_Exercise details_
The expected answer is the set of lines in the data below between the line holding "const CHUNK_FRAMES: usize = 1024;" and the line holding "(a, b) = (b, a % b);", inclusive, written out exactly.

_Collected data_
==========

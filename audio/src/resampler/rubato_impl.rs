//! Rubato-based resampler implementation.
//!
//! Uses the synchronous FFT resampler from the rubato library, a pure Rust
//! implementation without any FFI dependencies. The whole clip is pushed
//! through in fixed-size blocks, then the filter delay is trimmed off the
//! front so output frame `j` lines up with input time `j / to`.

use rubato::{FftFixedInOut, Resampler};
use thiserror::Error;

/// Preferred number of input frames per processing block.
const CHUNK_FRAMES: usize = 1024;

/// Largest block (in frames, on either side) the FFT resampler is built with.
const MAX_CHUNK_FRAMES: usize = 1 << 16;

/// Error type for resampling operations.
#[derive(Error, Debug)]
pub enum ResamplerError {
    /// The reduced rate ratio needs a block larger than [`MAX_CHUNK_FRAMES`].
    #[error("resampler: ratio {from}:{to} is too fine-grained for a fixed block")]
    Ratio { from: u32, to: u32 },

    /// Error from rubato.
    #[error("rubato error: {0}")]
    Rubato(String),
}

impl From<rubato::ResamplerConstructionError> for ResamplerError {
    fn from(e: rubato::ResamplerConstructionError) -> Self {
        ResamplerError::Rubato(e.to_string())
    }
}

impl From<rubato::ResampleError> for ResamplerError {
    fn from(e: rubato::ResampleError) -> Self {
        ResamplerError::Rubato(e.to_string())
    }
}

fn gcd(mut a: usize, mut b: usize) -> usize {
    while b != 0 {
        (a, b) = (b, a % b);
    }
    a
}

/// Picks an input block size that is a whole number of reduced-ratio
/// periods and keeps both sides of the block under [`MAX_CHUNK_FRAMES`].
fn chunk_size(from: u32, to: u32) -> Result<usize, ResamplerError> {
    let g = gcd(from as usize, to as usize);
    let (from_period, to_period) = (from as usize / g, to as usize / g);
    if from_period > MAX_CHUNK_FRAMES || to_period > MAX_CHUNK_FRAMES {
        return Err(ResamplerError::Ratio { from, to });
    }
    let periods = (CHUNK_FRAMES / from_period)
        .min(MAX_CHUNK_FRAMES / to_period)
        .max(1);
    Ok(periods * from_period)
}

/// Resamples planar channels from `from` Hz to `to` Hz, returning exactly
/// `target` frames per channel.
pub fn resample_fft(
    channels: &[Vec<f64>],
    from: u32,
    to: u32,
    target: usize,
) -> Result<Vec<Vec<f64>>, ResamplerError> {
    let num_channels = channels.len();
    let frames = channels.first().map_or(0, Vec::len);
    if num_channels == 0 {
        return Ok(Vec::new());
    }

    let mut resampler = FftFixedInOut::<f64>::new(
        from as usize,
        to as usize,
        chunk_size(from, to)?,
        num_channels,
    )?;

    let delay = resampler.output_delay();
    let wanted = target + delay;
    let mut output: Vec<Vec<f64>> = vec![Vec::with_capacity(wanted); num_channels];
    let mut input_buf: Vec<Vec<f64>> = vec![Vec::new(); num_channels];
    let mut pos = 0;

    while output[0].len() < wanted {
        let needed = resampler.input_frames_next();
        let start = pos.min(frames);
        let end = (pos + needed).min(frames);
        for (buf, ch) in input_buf.iter_mut().zip(channels) {
            buf.clear();
            buf.extend_from_slice(&ch[start..end]);
            // Pad past the end of the clip with silence
            buf.resize(needed, 0.0);
        }
        pos += needed;

        let processed = resampler.process(&input_buf, None)?;
        for (out, block) in output.iter_mut().zip(processed) {
            out.extend(block);
        }
    }

    for out in &mut output {
        out.drain(..delay);
        out.truncate(target);
    }
    Ok(output)
}

#[cfg(test)]
mod tests {
    use super::*;
    use std::f64::consts::PI;

    fn sine(freq: f64, rate: u32, frames: usize) -> Vec<f64> {
        (0..frames)
            .map(|i| (2.0 * PI * freq * i as f64 / rate as f64).sin() * 0.5)
            .collect()
    }

    #[test]
    fn test_gcd() {
        assert_eq!(gcd(44100, 16000), 100);
        assert_eq!(gcd(48000, 16000), 16000);
        assert_eq!(gcd(7, 5), 1);
    }

    #[test]
    fn test_chunk_size() {
        // 16000:48000 reduces to 1:3
        assert_eq!(chunk_size(16000, 48000).unwrap(), 1024);
        // 44100:16000 reduces to 441:160
        assert_eq!(chunk_size(44100, 16000).unwrap(), 882);
        // 1:44100 is limited by the output side
        assert_eq!(chunk_size(1, 44100).unwrap(), 1);
        assert!(matches!(
            chunk_size(1_000_003, 1_000_033),
            Err(ResamplerError::Ratio { .. })
        ));
    }

    #[test]
    fn test_resample_fft_exact_length() {
        let input = vec![sine(440.0, 16000, 16000)];
        let out = resample_fft(&input, 16000, 44100, 44100).unwrap();
        assert_eq!(out.len(), 1);
        assert_eq!(out[0].len(), 44100);
    }

    #[test]
    fn test_resample_fft_keeps_level() {
        let input = vec![sine(440.0, 48000, 48000)];
        let out = resample_fft(&input, 48000, 16000, 16000).unwrap();
        let peak = out[0][1000..15000]
            .iter()
            .fold(0.0f64, |m, s| m.max(s.abs()));
        assert!((peak - 0.5).abs() < 0.02, "peak {peak}");
    }

    #[test]
    fn test_resampler_error_display() {
        let err = ResamplerError::Rubato("test error".to_string());
        assert!(err.to_string().contains("rubato error"));

        let err = ResamplerError::Ratio { from: 7, to: 11 };
        assert!(err.to_string().contains("7:11"));
    }
}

==========

_Solution to this exercise_
const CHUNK_FRAMES: usize = 1024;

/// Largest block (in frames, on either side) the FFT resampler is built with.
const MAX_CHUNK_FRAMES: usize = 1 << 16;

/// Error type for resampling operations.
#[derive(Error, Debug)]
pub enum ResamplerError {
    /// The reduced rate ratio needs a block larger than [`MAX_CHUNK_FRAMES`].
    #[error("resampler: ratio {from}:{to} is too fine-grained for a fixed block")]
    Ratio { from: u32, to: u32 },

    /// Error from rubato.
    #[error("rubato error: {0}")]
    Rubato(String),
}

impl From<rubato::ResamplerConstructionError> for ResamplerError {
    fn from(e: rubato::ResamplerConstructionError) -> Self {
        ResamplerError::Rubato(e.to_string())
    }
}

impl From<rubato::ResampleError> for ResamplerError {
    fn from(e: rubato::ResampleError) -> Self {
        ResamplerError::Rubato(e.to_string())
    }
}

fn gcd(mut a: usize, mut b: usize) -> usize {
    while b != 0 {
        (a, b) = (b, a % b);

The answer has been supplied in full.